Brasília: 12 de setembro, das 9h às 10h30. Aula Magna do Programa de Pós-Graduação em Psicologia da Universidade Católica de Brasília, no auditório do Bloco K, Câmpus I da UCB (QS 07, Lote 01, Taguatinga Sul). A moderação será da professora Marta Helena Freitas (Psicologia/UCB).
Campinas: 21 de setembro, das 11h15 às 12h30, no Salão Nobre da Faculdade de Ciências Médicas da Unicamp (Rua Albert Sabin, s/n., Portão FCM01). A moderação será do professor Paulo Dalgalarrondo (Psiquiatria/Unicamp).
São Paulo: 22 de setembro, das 13h30 às 14h30, no anfiteatro do Instituto de Psiquiatria do Hospital das Clínicas da FMUSP (Rua Dr. Ovídio Pires de Campos, 785). A moderação será do professor Wagner Gattaz (Psiquiatria/USP) e o lançamento ocorre dentro do evento IPq Portas Abertas.

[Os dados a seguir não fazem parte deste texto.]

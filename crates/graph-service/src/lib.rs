//! # graph-service
//!
//! Application layer: the toggle engine that mutates edges, the aggregation
//! engine that reads them into view models, and the DTOs both are served as.

pub mod dto;
pub mod services;

pub use services::{
    AggregationService, EdgeListing, ListingService, ServiceContext, ServiceContextBuilder,
    ServiceError, ServiceResult, ToggleService,
};
#[tokio::test]
async fn test_my_subscriptions() {
    let server = TestServer::start().await.expect("Failed to start server");
    subscribe(&server, U3, U1).await;
    subscribe(&server, U3, U2).await;

    let response = server
        .get_auth("/users/@me/subscriptions", &token_for(U3))
        .await
        .unwrap();
    let page: Page<SubscriptionBody> = assert_json(response, StatusCode::OK).await.unwrap();
    let mut channels: Vec<_> = page.data.into_iter().map(|s| s.channel_id).collect();
    channels.sort();
    assert_eq!(channels, vec![U1.to_string(), U2.to_string()]);
    assert!(!page.pagination.has_more);
}

#[tokio::test]
async fn test_channel_subscriptions() {
    let server = TestServer::start().await.expect("Failed to start server");
    subscribe(&server, U3, U1).await;
    subscribe(&server, U3, OID_CHANNEL).await;

    let response = server
        .get_auth(&format!("/channels/{U3}/subscriptions"), &token_for(U1))
        .await
        .unwrap();
    let page: Page<SubscriptionBody> = assert_json(response, StatusCode::OK).await.unwrap();
    let mut channels: Vec<_> = page.data.into_iter().map(|s| s.channel_id).collect();
    channels.sort();
    assert_eq!(channels, vec![U1.to_string(), OID_CHANNEL.to_string()]);

    let response = server
        .get_auth("/channels/999/subscriptions", &token_for(U1))
        .await
        .unwrap();
    assert_eq!(error_code(response, StatusCode::NOT_FOUND).await, "UNKNOWN_CHANNEL");
}

#[tokio::test]
async fn test_reactors_and_my_reactions() {
    let server = TestServer::start().await.expect("Failed to start server");
    like(&server, U2, &format!("video/{V1}")).await;
    like(&server, U3, &format!("video/{V1}")).await;
    like(&server, U2, &format!("tweet/{T1}")).await;

    let response = server
        .get_auth(&format!("/reactions/video/{V1}/like/actors"), &token_for(U1))
        .await
        .unwrap();
    let reactors: Page<ReactorBody> = assert_json(response, StatusCode::OK).await.unwrap();
    let mut actors: Vec<_> = reactors.data.iter().map(|r| r.actor_id.clone()).collect();
    actors.sort();
    assert_eq!(actors, vec![U2.to_string(), U3.to_string()]);
    assert!(reactors.data.iter().all(|r| r.kind == "like"));

    let response = server
        .get_auth("/users/@me/reactions/like", &token_for(U2))
        .await
        .unwrap();
    let liked: Page<ReactedTargetBody> = assert_json(response, StatusCode::OK).await.unwrap();
    assert_eq!(liked.data.len(), 2);

    let response = server
        .get_auth("/users/@me/reactions/like?type=tweet", &token_for(U2))
        .await
        .unwrap();
    let liked_tweets: Page<ReactedTargetBody> =
        assert_json(response, StatusCode::OK).await.unwrap();
    assert_eq!(liked_tweets.data.len(), 1);
    assert_eq!(liked_tweets.data[0].target.target_type, "tweet");

    let response = server
        .get_auth("/users/@me/reactions/dislike", &token_for(U2))
        .await
        .unwrap();
    let disliked: Page<ReactedTargetBody> = assert_json(response, StatusCode::OK).await.unwrap();
    assert!(disliked.data.is_empty());
}
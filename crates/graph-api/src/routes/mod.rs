//! Route definitions
//!
//! All API routes organized by domain and mounted under /api/v1.

use axum::{
    routing::{get, post},
    Router,
};

use crate::handlers::{channels, health, reactions, subscriptions, users};
use crate::state::AppState;

/// Create the main API router (health routes are mounted separately)
pub fn create_router() -> Router<AppState> {
    Router::new().nest("/api/v1", api_v1_routes())
}

/// Health check routes, served at the root
pub fn health_routes() -> Router<AppState> {
    Router::new()
        .route("/health", get(health::health_check))
        .route("/health/ready", get(health::readiness_check))
}

/// API v1 routes
fn api_v1_routes() -> Router<AppState> {
    Router::new()
        .merge(subscription_routes())
        .merge(channel_routes())
        .merge(reaction_routes())
        .merge(user_routes())
}

/// Subscription routes
fn subscription_routes() -> Router<AppState> {
    Router::new().route(
        "/subscriptions/:channel_id",
        post(subscriptions::toggle_subscription),
    )
}

/// Channel routes
fn channel_routes() -> Router<AppState> {
    Router::new()
        .route("/channels/:channel_id/profile", get(channels::get_channel_profile))
        .route("/channels/:channel_id/stats", get(channels::get_channel_stats))
        .route("/channels/:channel_id/content", get(channels::get_channel_content))
        .route(
            "/channels/:channel_id/subscribers",
            get(channels::get_channel_subscribers),
        )
        .route(
            "/channels/:channel_id/subscriptions",
            get(channels::get_channel_subscriptions),
        )
}

/// Reaction routes
fn reaction_routes() -> Router<AppState> {
    Router::new()
        .route(
            "/reactions/:target_type/:target_id",
            get(reactions::get_reaction_summary),
        )
        .route(
            "/reactions/:target_type/:target_id/:kind",
            post(reactions::toggle_reaction),
        )
        .route(
            "/reactions/:target_type/:target_id/:kind/actors",
            get(reactions::get_reactors),
        )
}

/// Current-user routes
fn user_routes() -> Router<AppState> {
    Router::new()
        .route("/users/@me/subscriptions", get(users::get_my_subscriptions))
        .route("/users/@me/reactions/:kind", get(users::get_my_reactions))
}
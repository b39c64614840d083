//! Tracing subscriber setup
//!
//! `RUST_LOG` wins when set. Otherwise the filter is the configured level for
//! the service crates, with the noisier dependencies held at `warn`.

use tracing::Level;
use tracing_subscriber::{
    fmt::{self, format::FmtSpan},
    layer::SubscriberExt,
    util::SubscriberInitExt,
    EnvFilter,
};

use crate::config::Environment;

/// Dependencies whose logs are capped at `warn` unless `RUST_LOG` says otherwise
const QUIET_TARGETS: &[&str] = &["sqlx", "hyper", "h2", "reqwest"];

/// Tracing configuration options
#[derive(Debug, Clone)]
pub struct TracingConfig {
    /// Level for the service's own crates and HTTP traces
    pub level: Level,
    /// Emit one JSON object per event
    pub json: bool,
    /// Log span open/close events
    pub span_events: bool,
    /// Include file and line numbers
    pub file_line: bool,
    /// Include thread names
    pub thread_names: bool,
}

impl Default for TracingConfig {
    fn default() -> Self {
        Self {
            level: Level::INFO,
            json: false,
            span_events: false,
            file_line: true,
            thread_names: false,
        }
    }
}

impl TracingConfig {
    /// Debug logging with span lifecycle events
    #[must_use]
    pub fn development() -> Self {
        Self {
            level: Level::DEBUG,
            json: false,
            span_events: true,
            file_line: true,
            thread_names: true,
        }
    }

    /// Structured JSON logging at info
    #[must_use]
    pub fn production() -> Self {
        Self {
            level: Level::INFO,
            json: true,
            span_events: false,
            file_line: false,
            thread_names: false,
        }
    }

    /// Pick a preset for the deployment environment
    #[must_use]
    pub fn for_environment(env: Environment) -> Self {
        match env {
            Environment::Development => Self::development(),
            Environment::Staging => Self::default(),
            Environment::Production => Self::production(),
        }
    }

    fn env_filter(&self) -> EnvFilter {
        EnvFilter::try_from_default_env().unwrap_or_else(|_| EnvFilter::new(self.directives()))
    }

    fn directives(&self) -> String {
        let level = self.level.to_string().to_lowercase();
        let mut directives = vec![level];
        directives.extend(QUIET_TARGETS.iter().map(|target| format!("{target}=warn")));
        directives.join(",")
    }

    fn span_events(&self) -> FmtSpan {
        if self.span_events {
            FmtSpan::NEW | FmtSpan::CLOSE
        } else {
            FmtSpan::NONE
        }
    }
}

/// Try to initialize tracing with the default configuration
///
/// # Errors
/// Returns `AlreadyInitialized` if a global subscriber is already set
pub fn try_init_tracing() -> Result<(), TracingError> {
    try_init_tracing_with_config(TracingConfig::default())
}

/// Try to initialize tracing with custom configuration
///
/// Safe to call more than once; later calls report `AlreadyInitialized`.
///
/// # Errors
/// Returns `AlreadyInitialized` if a global subscriber is already set
pub fn try_init_tracing_with_config(config: TracingConfig) -> Result<(), TracingError> {
    let registry = tracing_subscriber::registry().with(config.env_filter());

    let fmt_layer = fmt::layer()
        .with_file(config.file_line)
        .with_line_number(config.file_line)
        .with_thread_names(config.thread_names)
        .with_span_events(config.span_events());

    let result = if config.json {
        registry.with(fmt_layer.json()).try_init()
    } else {
        registry.with(fmt_layer).try_init()
    };

    result.map_err(|_| TracingError::AlreadyInitialized)
}

/// Tracing initialization errors
#[derive(Debug, thiserror::Error)]
pub enum TracingError {
    #[error("Tracing subscriber already initialized")]
    AlreadyInitialized,
}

Salvador: 29 de setembro, às 9h30, no Auditório Ophélia Gaudenzi, 3.º andar do Instituto de Ciências da Saúde (ICS-UFBA: Avenida Reitor Miguel Calmon, s/n.º, câmpus Vale do Canela). A moderação será do professor Marcus Welby Borges Oliveira e o evento tem apoio da Rede Universitária de Pesquisas em Espiritualidade (Reupe).
Se sua cidade ainda não está na lista (acompanhe as páginas de Moreira-Almeida no Facebook e no Instagram para saber de eventos que forem marcados depois da publicação desta coluna), ou se está e você não terá como ir aos lançamentos, os autores participarão de um simpósio on-line no próximo sábado, dia 29 de julho, das 8h30 às 13h30. Além deles, também haverá a participação do norte-americano Robert Cloninger (que escreveu o prefácio do livro), de Henrique Ribeiro e Bruno Mosqueiro.
ICFé da PUCPR oferece gratuitamente para download livro de Guy Consolmagno
O Instituto Ciência e Fé da PUCPR está lançando o ebook Vida Inteligente no Universo?: A Fé Católica e a Busca por Vida Extraterrestre Inteligente, escrito por Guy Consolmagno, diretor do Observatório Vaticano. O livro tem prefácio do Nobel de Física John Mather – que participará, em setembro, de um evento do ICFé – e pode ser baixado gratuitamente para Kindle, Google Play, Apple Books e Kobo.
Falando em Guy Consolmagno e em livros...
Consolmagno é um dos entrevistados de A razão diante do enigma da existência, livro que reúne quase 30 entrevistas feitas nesses 15 anos de Tubo de Ensaio. Também estão lá Marcelo Gleiser, o cardeal Gianfranco Ravasi, o padre George Coyne (um dos antecessores de Consolmagno na direção do Observatório Vaticano), Jennifer Wiseman, William Lane Craig e vários outros religiosos, cientistas, historiadores, teólogos e filósofos.